Analyzing recommendations for remediation

Review and manage the recommendation information that is provided by IBM® Security Risk Manager recommendation engine. Prescriptive recommendations help you to implement the remedial actions to mitigate risks.

Procedure

  1. On the home page, click the Menu icon.
  2. In the My applications section, click Risk Manager > Recommendations.

    By default, a list of recommendations for which the cases are not created, is displayed in tabular format on the Recommendations page. To view all the recommendations, click Clear filters. You can apply various filters to the recommendations list to focus on the content that you want.

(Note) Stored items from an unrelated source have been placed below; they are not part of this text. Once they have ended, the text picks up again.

//! Exploration operations consumed by the HTTP layer and the CLI:
//! input validation, seed resolution, traversal, assembly.

use crate::config::ExploreConfig;
use crate::error::{KgserveError, Result};
use crate::graph::store::GraphStore;
use crate::graph::{assemble, resolve_seeds, traversal, ExploreOptions, GraphData};

/// Explore the bounded-depth neighborhood of the entities matching
/// `keywords`.
///
/// `keywords` must contain at least one non-blank entry and `depth`
/// must satisfy `1 <= depth <= max_depth`; violations surface as
/// [`KgserveError::Validation`] naming the field. Keywords that match
/// no entity produce an empty [`GraphData`], which is a well-formed
/// result, not an error.
pub async fn explore_graph(
    store: &dyn GraphStore,
    keywords: &[String],
    depth: usize,
    config: &ExploreConfig,
) -> Result<GraphData> {
    if keywords.iter().all(|k| k.trim().is_empty()) {
        return Err(KgserveError::validation("keywords", "keywords required"));
    }
    if depth < 1 || depth > config.max_depth {
        return Err(KgserveError::validation(
            "depth",
            format!("must be between 1 and {}", config.max_depth),
        ));
    }

    log::info!("Exploring graph: keywords={:?} depth={}", keywords, depth);

    let seeds = resolve_seeds(store, keywords).await?;
    if seeds.is_empty() {
        log::info!("No entity matched any keyword");
        return Ok(GraphData::default());
    }

    let options = ExploreOptions::from_config(config, depth);
    let neighborhood = traversal::explore(store, &seeds, &options).await?;
    let data = assemble(&neighborhood);

    log::info!(
        "Exploration complete: {} nodes, {} edges",
        data.nodes.len(),
        data.edges.len()
    );
    Ok(data)
}

/// Full properties of a single node.
///
/// A missing id is a [`KgserveError::NotFound`], distinct from the
/// valid-empty case of zero seed matches above.
pub async fn node_details(store: &dyn GraphStore, id: &str) -> Result<crate::graph::Entity> {
    if id.trim().is_empty() {
        return Err(KgserveError::validation("id", "id required"));
    }
    store
        .fetch(id)
        .await?
        .ok_or_else(|| KgserveError::NotFound(id.to_string()))
}

#[cfg(test)]
mod tests {
    use super::*;
    use crate::graph::MockGraphStore;

    fn config() -> ExploreConfig {
        ExploreConfig::default()
    }

    fn keywords(words: &[&str]) -> Vec<String> {
        words.iter().map(|s| s.to_string()).collect()
    }

    #[tokio::test]
    async fn test_empty_keywords_is_validation_error() {
        let store = MockGraphStore::with_sample_data();
        let err = explore_graph(&store, &[], 2, &config()).await.unwrap_err();
        match err {
            KgserveError::Validation { field, .. } => assert_eq!(field, "keywords"),
            other => panic!("expected validation error, got {:?}", other),
        }
    }

    #[tokio::test]
    async fn test_blank_keywords_is_validation_error() {
        let store = MockGraphStore::with_sample_data();
        let err = explore_graph(&store, &keywords(&["  ", ""]), 2, &config())
            .await
            .unwrap_err();
        assert!(matches!(err, KgserveError::Validation { .. }));
    }

    #[tokio::test]
    async fn test_depth_out_of_range_names_field() {
        let store = MockGraphStore::with_sample_data();
        for depth in [0, 11] {
            let err = explore_graph(&store, &keywords(&["machine learning"]), depth, &config())
                .await
                .unwrap_err();
            match err {
                KgserveError::Validation { field, message } => {
                    assert_eq!(field, "depth");
                    assert!(message.contains("between 1 and 10"));
                }
                other => panic!("expected validation error, got {:?}", other),
            }
        }
    }

    #[tokio::test]
    async fn test_no_match_is_empty_graph() {
        let store = MockGraphStore::with_sample_data();
        let data = explore_graph(&store, &keywords(&["no such entity"]), 2, &config())
            .await
            .unwrap();
        assert!(data.nodes.is_empty());
        assert!(data.edges.is_empty());
    }

    #[tokio::test]
    async fn test_explore_sample_graph() {
        let store = MockGraphStore::with_sample_data();
        let data = explore_graph(&store, &keywords(&["machine learning"]), 1, &config())
            .await
            .unwrap();
        let ids: Vec<&str> = data.nodes.iter().map(|e| e.id.as_str()).collect();
        // Seed first, then its direct neighbors in both directions
        assert_eq!(ids[0], "ml_001");
        assert!(ids.contains(&"dl_001"));
        assert!(ids.contains(&"ai_001"));
        assert!(!data.edges.is_empty());
        assert!(data.edges.iter().all(|e| e.weight > 0.0));
    }

    #[tokio::test]
    async fn test_deeper_exploration_superset() {
        let store = MockGraphStore::with_sample_data();
        let shallow = explore_graph(&store, &keywords(&["machine learning"]), 1, &config())
            .await
            .unwrap();
        let deep = explore_graph(&store, &keywords(&["machine learning"]), 3, &config())
            .await
            .unwrap();
        for node in &shallow.nodes {
            assert!(deep.nodes.iter().any(|n| n.id == node.id));
        }
        for edge in &shallow.edges {
            assert!(deep.edges.contains(edge));
        }
    }

    #[tokio::test]
    async fn test_node_details_found_and_missing() {
        let store = MockGraphStore::with_sample_data();
        let entity = node_details(&store, "ml_001").await.unwrap();
        assert_eq!(entity.name, "machine learning");

        let err = node_details(&store, "nope").await.unwrap_err();
        assert!(matches!(err, KgserveError::NotFound(_)));
    }
}
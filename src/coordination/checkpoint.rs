//! Per-file load progress, persisted so an interrupted run can resume
//!
//! A checkpoint is keyed by (file name, data row count). A re-exported file
//! with a different row count gets a fresh checkpoint instead of resuming at an
//! offset that belongs to another version of the file.

use anyhow::{Context, Result};
use async_trait::async_trait;
use chrono::{DateTime, Utc};
use serde::{Deserialize, Serialize};
use std::collections::HashMap;
use std::sync::Mutex;
use tracing::info;

use crate::config::CHECKPOINT_TABLE;
use crate::db::{BackendKind, Pool, PoolConnection};
use crate::error::LoaderError;
use crate::io::SourceFile;

/// Progress record for one version of one export file
#[derive(Debug, Clone, PartialEq, Eq, Serialize, Deserialize)]
pub struct LoadCheckpoint {
    pub file_name: String,
    pub file_total_rows: u64,
    pub target_entity: String,
    pub rows_committed: u64,
    pub created_at: DateTime<Utc>,
}

impl LoadCheckpoint {
    pub fn new(file: &SourceFile) -> Self {
        Self {
            file_name: file.file_name.clone(),
            file_total_rows: file.total_rows,
            target_entity: file.entity.clone(),
            rows_committed: 0,
            created_at: Utc::now(),
        }
    }

    /// Every data row of the file has been committed
    pub fn is_complete(&self) -> bool {
        self.rows_committed >= self.file_total_rows
    }

    /// Account for `rows` more committed rows
    pub fn advance(&mut self, rows: u64) -> Result<(), LoaderError> {
        let committed = self.rows_committed + rows;
        if committed > self.file_total_rows {
            return Err(LoaderError::CheckpointOverflow {
                file: self.file_name.clone(),
                committed,
                total: self.file_total_rows,
            });
        }
        self.rows_committed = committed;
        Ok(())
    }
}

/// Storage for load checkpoints
#[async_trait]
pub trait CheckpointStore: Send + Sync {
    /// Create the backing storage if it does not exist
    async fn ensure_table(&self) -> Result<()>;

    /// Checkpoint for `file`, created with zero committed rows and persisted if absent
    async fn get_or_create(&self, file: &SourceFile) -> Result<LoadCheckpoint>;

    /// Persist `rows_committed`; durable once this returns
    async fn save(&self, checkpoint: &LoadCheckpoint) -> Result<()>;

    /// Zero the progress of every checkpoint targeting `entity`, returns how many were reset
    async fn reset_for_entity(&self, entity: &str) -> Result<u64>;

    /// Forget all progress
    async fn drop_table(&self) -> Result<()>;
}

/// Checkpoints kept in a table of the target database
pub struct TableCheckpointStore {
    pool: Pool,
    table: String,
}

impl TableCheckpointStore {
    pub fn new(pool: Pool, schema: &str) -> Self {
        let table = pool.qualified_table_name(schema, CHECKPOINT_TABLE);
        Self { pool, table }
    }

    fn create_table_sql(&self) -> String {
        match self.pool.kind() {
            BackendKind::Postgres => format!(
                "CREATE TABLE IF NOT EXISTS {} (\n\
                 \x20 filename VARCHAR NOT NULL,\n\
                 \x20 file_total_rows BIGINT NOT NULL,\n\
                 \x20 target_tablename VARCHAR NOT NULL,\n\
                 \x20 rows_committed BIGINT NOT NULL DEFAULT 0,\n\
                 \x20 created_at TIMESTAMPTZ NOT NULL,\n\
                 \x20 PRIMARY KEY (filename, file_total_rows)\n\
                 )",
                self.table
            ),
            BackendKind::Sqlite => format!(
                "CREATE TABLE IF NOT EXISTS {} (\n\
                 \x20 filename TEXT NOT NULL,\n\
                 \x20 file_total_rows INTEGER NOT NULL,\n\
                 \x20 target_tablename TEXT NOT NULL,\n\
                 \x20 rows_committed INTEGER NOT NULL DEFAULT 0,\n\
                 \x20 created_at TEXT NOT NULL,\n\
                 \x20 PRIMARY KEY (filename, file_total_rows)\n\
                 )",
                self.table
            ),
        }
    }

    async fn find(&self, file_name: &str, total_rows: i64) -> Result<Option<CheckpointRow>> {
        let row = match self.pool.acquire().await? {
            PoolConnection::Postgres(mut conn) => {
                sqlx::query_as::<_, CheckpointRow>(&format!(
                    "SELECT filename, file_total_rows, target_tablename, rows_committed, created_at \
                     FROM {} WHERE filename = $1 AND file_total_rows = $2",
                    self.table
                ))
                .bind(file_name)
                .bind(total_rows)
                .fetch_optional(&mut *conn)
                .await?
            }
            PoolConnection::Sqlite(mut conn) => {
                sqlx::query_as::<_, CheckpointRow>(&format!(
                    "SELECT filename, file_total_rows, target_tablename, rows_committed, created_at \
                     FROM {} WHERE filename = ? AND file_total_rows = ?",
                    self.table
                ))
                .bind(file_name)
                .bind(total_rows)
                .fetch_optional(&mut *conn)
                .await?
            }
        };
        Ok(row)
    }

    async fn upsert(&self, checkpoint: &LoadCheckpoint) -> Result<()> {
        let total_rows = to_i64(checkpoint.file_total_rows)?;
        let rows_committed = to_i64(checkpoint.rows_committed)?;

        match self.pool.acquire().await? {
            PoolConnection::Postgres(mut conn) => {
                sqlx::query(&format!(
                    "INSERT INTO {} (filename, file_total_rows, target_tablename, rows_committed, created_at) \
                     VALUES ($1, $2, $3, $4, $5) \
                     ON CONFLICT (filename, file_total_rows) DO UPDATE SET rows_committed = EXCLUDED.rows_committed",
                    self.table
                ))
                .bind(&checkpoint.file_name)
                .bind(total_rows)
                .bind(&checkpoint.target_entity)
                .bind(rows_committed)
                .bind(checkpoint.created_at)
                .execute(&mut *conn)
                .await?;
            }
            PoolConnection::Sqlite(mut conn) => {
                sqlx::query(&format!(
                    "INSERT INTO {} (filename, file_total_rows, target_tablename, rows_committed, created_at) \
                     VALUES (?, ?, ?, ?, ?) \
                     ON CONFLICT (filename, file_total_rows) DO UPDATE SET rows_committed = excluded.rows_committed",
                    self.table
                ))
                .bind(&checkpoint.file_name)
                .bind(total_rows)
                .bind(&checkpoint.target_entity)
                .bind(rows_committed)
                .bind(checkpoint.created_at)
                .execute(&mut *conn)
                .await?;
            }
        }
        Ok(())
    }
}

#[derive(sqlx::FromRow)]
struct CheckpointRow {
    filename: String,
    file_total_rows: i64,
    target_tablename: String,
    rows_committed: i64,
    created_at: DateTime<Utc>,
}

impl TryFrom<CheckpointRow> for LoadCheckpoint {
    type Error = anyhow::Error;

    fn try_from(row: CheckpointRow) -> Result<Self> {
        Ok(Self {
            file_total_rows: u64::try_from(row.file_total_rows)
                .context("Negative row count in checkpoint table")?,
            rows_committed: u64::try_from(row.rows_committed)
                .context("Negative committed row count in checkpoint table")?,
            file_name: row.filename,
            target_entity: row.target_tablename,
            created_at: row.created_at,
        })
    }
}

fn to_i64(value: u64) -> Result<i64> {
    i64::try_from(value).context("Row count does not fit the checkpoint table")
}

#[async_trait]
impl CheckpointStore for TableCheckpointStore {
    async fn ensure_table(&self) -> Result<()> {
        self.pool
            .execute_query(&self.create_table_sql())
            .await
            .context("Failed to create checkpoint table")
    }

    async fn get_or_create(&self, file: &SourceFile) -> Result<LoadCheckpoint> {
        let existing = self
            .find(&file.file_name, to_i64(file.total_rows)?)
            .await
            .with_context(|| format!("Failed to read checkpoint for {}", file.file_name))?;

        if let Some(row) = existing {
            return row.try_into();
        }

        let checkpoint = LoadCheckpoint::new(file);
        self.upsert(&checkpoint)
            .await
            .with_context(|| format!("Failed to create checkpoint for {}", file.file_name))?;
        Ok(checkpoint)
    }

    async fn save(&self, checkpoint: &LoadCheckpoint) -> Result<()> {
        self.upsert(checkpoint)
            .await
            .with_context(|| format!("Failed to save checkpoint for {}", checkpoint.file_name))
    }

    async fn reset_for_entity(&self, entity: &str) -> Result<u64> {
        let affected = match self.pool.acquire().await? {
            PoolConnection::Postgres(mut conn) => sqlx::query(&format!(
                "UPDATE {} SET rows_committed = 0 WHERE target_tablename = $1",
                self.table
            ))
            .bind(entity)
            .execute(&mut *conn)
            .await
            .map(|r| r.rows_affected()),
            PoolConnection::Sqlite(mut conn) => sqlx::query(&format!(
                "UPDATE {} SET rows_committed = 0 WHERE target_tablename = ?",
                self.table
            ))
            .bind(entity)
            .execute(&mut *conn)
            .await
            .map(|r| r.rows_affected()),
        }
        .with_context(|| format!("Failed to reset checkpoints of {}", entity))?;

        info!(entity, checkpoints = affected, "Reset load checkpoints");
        Ok(affected)
    }

    async fn drop_table(&self) -> Result<()> {
        self.pool
            .execute_query(&format!("DROP TABLE IF EXISTS {}", self.table))
            .await
            .context("Failed to drop checkpoint table")
    }
}

/// Checkpoints that live only as long as the process, used when checkpointing is off
#[derive(Default)]
pub struct MemoryCheckpointStore {
    checkpoints: Mutex<HashMap<(String, u64), LoadCheckpoint>>,
}

impl MemoryCheckpointStore {
    pub fn new() -> Self {
        Self::default()
    }

    fn lock(&self) -> Result<std::sync::MutexGuard<'_, HashMap<(String, u64), LoadCheckpoint>>> {
        self.checkpoints
            .lock()
            .map_err(|_| anyhow::anyhow!("Checkpoint store lock poisoned"))
    }
}

#[async_trait]
impl CheckpointStore for MemoryCheckpointStore {
    async fn ensure_table(&self) -> Result<()> {
        Ok(())
    }

    async fn get_or_create(&self, file: &SourceFile) -> Result<LoadCheckpoint> {
        let mut checkpoints = self.lock()?;
        Ok(checkpoints
            .entry((file.file_name.clone(), file.total_rows))
            .or_insert_with(|| LoadCheckpoint::new(file))
            .clone())
    }

    async fn save(&self, checkpoint: &LoadCheckpoint) -> Result<()> {
        self.lock()?.insert(
            (checkpoint.file_name.clone(), checkpoint.file_total_rows),
            checkpoint.clone(),
        );
        Ok(())
    }

    async fn reset_for_entity(&self, entity: &str) -> Result<u64> {
        let mut reset = 0;
        for checkpoint in self.lock()?.values_mut() {
            if checkpoint.target_entity == entity {
                checkpoint.rows_committed = 0;
                reset += 1;
            }
        }
        Ok(reset)
    }

    async fn drop_table(&self) -> Result<()> {
        self.lock()?.clear();
        Ok(())
    }
}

  3. Select the relevant filters and click Apply filters.
  4. Review the details in the recommendations list view.
    Column Description
    Recommendation Prescriptive remediation actions that are suggested for mitigating the identified issues to reduce risk.
    Risk Risk level of the recommendation. Risk level is calculated by the recommendation engine according to the importance that you assign to various factors during risk configuration.
    Assets Number of the impacted assets for which the remedial actions are suggested.
    Threats Number of threats that are identified in the impacted assets.
    Vulnerabilities Number of vulnerabilities that are detected in the impacted assets.
    Category Category of the security controls to be implemented. For example, running vulnerability scan, encrypting data, or monitoring assets.
    Case ID Case identification number. Click the number to view the case summary and to open the Case Management application to view details of the cases.
    Risk areas Name of the risk areas that include the impacted assets for which the recommendations are suggested.
  5. To view details of a specific recommendation and to implement actions, click the selected recommendation. The following information is displayed.
    Asset overview
    View the count of threats and vulnerabilities that are found in the affected assets in the form of a graph chart.
    • Number of threats.
    • Number of weaponized vulnerabilities with exploits.
    • Number of vulnerabilities for which the weaponized code is not needed for exploitation.
    • Number of vulnerabilities with attack chaining capability.
    • Number of vulnerabilities with actions on objectives.
    Risk score
    Risk level of the recommendation. Risk level is calculated by the recommendation engine according to the importance that you assign to various factors during risk configuration.
    Total number of assets
    Total number of affected assets for which a remedial action is suggested.
    Risk areas
    Name of the risk areas and the risk score that contains the affected assets. A risk area is a logical group of threats of similar nature that are aggregated from various security products.
    Tags
    The tags that are assigned to the assets. Tags are assigned to the assets based on multiple criteria. For example, criticality of the asset or business context.
    Case ID
    Case identification number. Click the number to view details of the case that you created and to open the Case Management application. The cases that you created are managed in the Case Management application to track them to closure.
  6. Click Manage assets to view asset details.
  7. Click Remediate now to create a case in the Case Management application. The Remediate now option is enabled only for the recommendations for which the case is not yet created.

What to do next

Create a case by specifying the necessary details. For the steps, see Creating a case to remediate issues.